Maintenant toujours une attitude de défi, Ali Abdallah Saleh a ordonné l'arrestation de cheikh Sadek et de ses frères "dans le but de les traduire en justice pour rébellion armée", selon le ministère de la Défense. Cheikh Sadek est l'un des dix fils de l'influent chef tribal décédé Abdallah Al-Ahmar, qui était le président du Parlement. Son frère, Hamid al-Ahmar, est un homme d'affaires de renom et un dirigeant du parti islamiste d'opposition Al-Islah.
afp/cab/hof
La force des tribus yéménites
La confédération tribale des Hached qui combat les troupes fidèles au président yéménite Ali Abdallah Saleh est un puissant clan armé, capable de mobiliser des milliers de combattants et disposant de ses propres ressources financières.
Cheikh Sadek Al-Ahmar est l'aîné des dix fils de l'influent chef tribal cheikh Abdallah Al-Ahmar, ancien président du Parlement qui jouait un rôle de premier plan dans la vie politique yéménite, "gouvernant sans être président" selon un chercheur yéménite, Farès al-Saqqaf.
A son décès fin 2007, il lui a succédé à la tête de la puissante confédération tribale des Hached, et s'est rallié au nom de sa tribu en mars à la contestation populaire contre le président Saleh, au pouvoir depuis 33 ans.
Cheikh Sadek "est capable de lever plusieurs milliers de combattants aguerris des hauts plateaux" situés au nord de Sanaa, estime un chercheur occidental, qui souligne que les hommes de cheikh Al-Ahmar ont pris part, aux côtés des troupes d'Ali Abdallah Saleh, à la guerre contre les sécessionnistes sudistes en 1994. "C'est une sorte d'Etat dans l'Etat, qui a son propre budget et même sa propre prison", ajoute ce chercheur.
Selon plusieurs sources, dont les câbles diplomatiques américains révélés par Wikileaks, les tribus du nord sont financées par l'Arabie saoudite, qui a historiquement des liens étroits avec ces tribus. Le royaume saoudien avait soutenu les tribus du nord dans la guerre contre la jeune république instaurée à Sanaa en 1962 qui était appuyée par l'Egypte de Gamal Abdel Nasser. La guerre avait pris fin en 1970.

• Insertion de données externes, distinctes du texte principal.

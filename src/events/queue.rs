use tokio::sync::mpsc;

#[derive(Debug, Clone, Copy, PartialEq, Eq)]
pub enum NotificationKind {
    EventAdded,
    EventUpdated,
    EventRemoved,
    SuggestionImported,
    SuggestionRejected,
}

impl NotificationKind {
    pub fn is_failure(&self) -> bool {
        matches!(self, NotificationKind::SuggestionRejected)
    }
}

/// What the store tells the presentation layer after each operation.
#[derive(Debug, Clone, PartialEq, Eq)]
pub struct StoreNotification {
    pub kind: NotificationKind,
    pub title: String,
    pub description: String,
}

impl StoreNotification {
    pub fn new(kind: NotificationKind, title: &str, description: impl Into<String>) -> Self {
        Self {
            kind,
            title: title.to_string(),
            description: description.into(),
        }
    }
}

/// Fan-out of store notifications. Emitting never blocks, so the store can stay
/// synchronous; subscribers whose receiver was dropped are pruned on the next emit.
#[derive(Debug, Default)]
pub struct NotificationBus {
    subscribers: Vec<mpsc::UnboundedSender<StoreNotification>>,
}

impl NotificationBus {
    pub fn new() -> Self {
        Self::default()
    }

    pub fn subscribe(&mut self) -> mpsc::UnboundedReceiver<StoreNotification> {
        let (tx, rx) = mpsc::unbounded_channel();
        self.subscribers.push(tx);
        rx
    }

    pub fn emit(&mut self, notification: StoreNotification) {
        self.subscribers
            .retain(|tx| tx.send(notification.clone()).is_ok());
    }

    pub fn subscriber_count(&self) -> usize {
        self.subscribers.len()
    }
}
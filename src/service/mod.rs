pub mod chat_session;
pub mod openai_service;
pub mod schedule_store;
pub mod suggestion_parser;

Selon un câble diplomatique américain daté du 18 août 2008 et publié le 4 mai par Wikileaks, qui cite des Yémenites, l'Arabie saoudite "paye les cheikhs tribaux au Yémen" et le cheikh décédé Abddallah al-Ahmar recevait en particulier "d'importantes sommes du gouvernement saoudien". Mais les chefs de tribus reçoivent également des subsides de l'Etat via le "département des affaires tribales" pour s'assurer de leur allégeance.